Барр посетил студию Эйзенштейна, видел, как режиссер монтирует фильм. Он понял, что Эйзенштейн достигает художественного эффекта за счет монтажных перебивок, для которых использует необработанный отснятый материал; Эйнштейн вызвал у него уважение как художник, который «поднялся над требованиями объективной нарративной внятности и пропаганды и смог создать чистое Кино высочайшего качества». Он признавал способность режиссера создавать «изумительные живописные композиции» и усиливать эмоциональное воздействие за счет «тонкого чувства кинетической и драматической формы»{89}
. Барр описывает особенно напряженную сцену из «Октября», которая впоследствии приобрела заслуженную известность:Во время июльских демонстраций на разводном мосту над Невой убивают старую белую лошадь; рядом с ней падает лицом вниз девочка, ее лицо оказывается в щели между двумя пролетами моста. Огромные челюсти медленно раздвигаются; длинные волосы девочки соскальзывают с края во все расширяющуюся пропасть. Повторяя это движение в том же темпе, труп лошади оседает в страшном движении, затем, как мешок, сползает вниз. Неожиданно возникает вертикальный ракурс с реки, оттуда видно, далеко вверху, белый труп со свисающей головой и огромную руку, которая смахивает его с моста. Жутковато, но красиво — воспользуемся этим вышедшим из моды определением — в том же смысле, в котором красивы «Ужасы войны» Гойи{90}
.Барр упоминает ритм, дробность кадров и неожиданные ракурсы как новые приемы кинематографа, хотя при этом причисляет этот конкретный фильм к документальному жанру{91}
. Описывая достижения Эйзенштейна — метод, который, по его словам, заставляет зрителя эмоционально «выйти за пределы» чисто нарративного содержания, — Барр применяет формалистский подход. Он понимает: чтобы полностью использовать все возможности нового вида искусства, необходимо задействовать особое свойство камеры — способность к движению; и что именно этот прием поднимает фильмы Эйзенштейна над уровнем простой пропаганды. Барр считал, что «даже в России» «Октябрь» вряд ли окажет сильное пропагандистское воздействие: «Он слишком глубок, слишком метафоричен, слишком абстрактны кадры, слишком невнятен сюжет; иными словами, это слишком качественное произведение искусства»{92}.Статьи Барра об авангардном кинематографе оказались среди первых работ, посвященных этому недавно получившему признание виду искусства. «Кино, — прозорливо пишет он, — требует нового критического аппарата»{93}
. Вслед за Николаем Пуниным, которого он называет «лучшим русским критиком современного искусства»{94}, Барр полностью отказался в своих работах от интуитивных литературных принципов, использовавшихся на рубеже веков, и сосредоточился на рациональном осмыслении естественного исторического развития.
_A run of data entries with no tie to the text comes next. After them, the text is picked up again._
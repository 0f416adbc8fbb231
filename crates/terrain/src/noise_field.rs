//! Seeded 2D coherent noise used as the island height source.

use fastnoise_lite::{FastNoiseLite, NoiseType};

use crate::config::NOISE_FREQUENCY;

/// Deterministic OpenSimplex2 noise field.
///
/// Identical seeds produce identical fields, so every island is reproducible
/// from its [`crate::island::IslandParams`].
pub struct NoiseField {
    noise: FastNoiseLite,
    seed: i32,
}

impl NoiseField {
    pub fn new(seed: i32) -> Self {
        let mut noise = FastNoiseLite::with_seed(seed);
        noise.set_noise_type(Some(NoiseType::OpenSimplex2));
        noise.set_frequency(Some(NOISE_FREQUENCY));
        Self { noise, seed }
    }

    /// Sample the field at `(x, y)`. The result is always within [-1, 1].
    pub fn sample(&self, x: f32, y: f32) -> f32 {
        self.noise.get_noise_2d(x, y).clamp(-1.0, 1.0)
    }
}

impl std::fmt::Debug for NoiseField {
    fn fmt(&self, f: &mut std::fmt::Formatter<'_>) -> std::fmt::Result {
        f.debug_struct("NoiseField").field("seed", &self.seed).finish()
    }
}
Хотя он и не признавал философии марксизма, строгое следование принципам объективности позволяло ему описывать политизированность искусства в России, не впадая в дидактизм: «Как минимум в кино революция породила великое искусство, даже при том, что все оно в той или иной степени заражено пропагандой. <…> Кинематограф в России важнее — как в художественном, так и в политическом смысле, — чем станковая живопись»{95}. Барр считал Эйзенштейна великим деятелем искусств, испытывая при этом «глубокое омерзение к духовной скудости и банальности большинства американских фильмов». Он знал, что написанную им статью пристроить будет непросто, поскольку, «к сожалению, в этой статье довольно много общественно-политического „радикализма“ и „красных флагов“, ведь Эйзенштейн — коммунист»{96}.Придя в мастерскую Родченко, Барр удивился, не увидев там ни одной картины, а сам Родченко отказался о них говорить. Он попытался выкрутиться: «„Это все в прошлом — посмотрите, чем я теперь занимаюсь“. <…> Через несколько недель он убедился, что мы не представляем опасности, и показал нам свою живопись»{97}
. До войны Родченко, под влиянием Малевича, занимался супрематизмом и геометрическими формами; после Октябрьской революции он, вместе со Степановой и другими художниками, стал основателем конструктивистского искусства. Родченко экспериментировал с линией и цветом в абстрактном искусстве, в попытках «постичь его суть»{98} — тем же исканиям был посвящен и вводный курс в Баухаусе.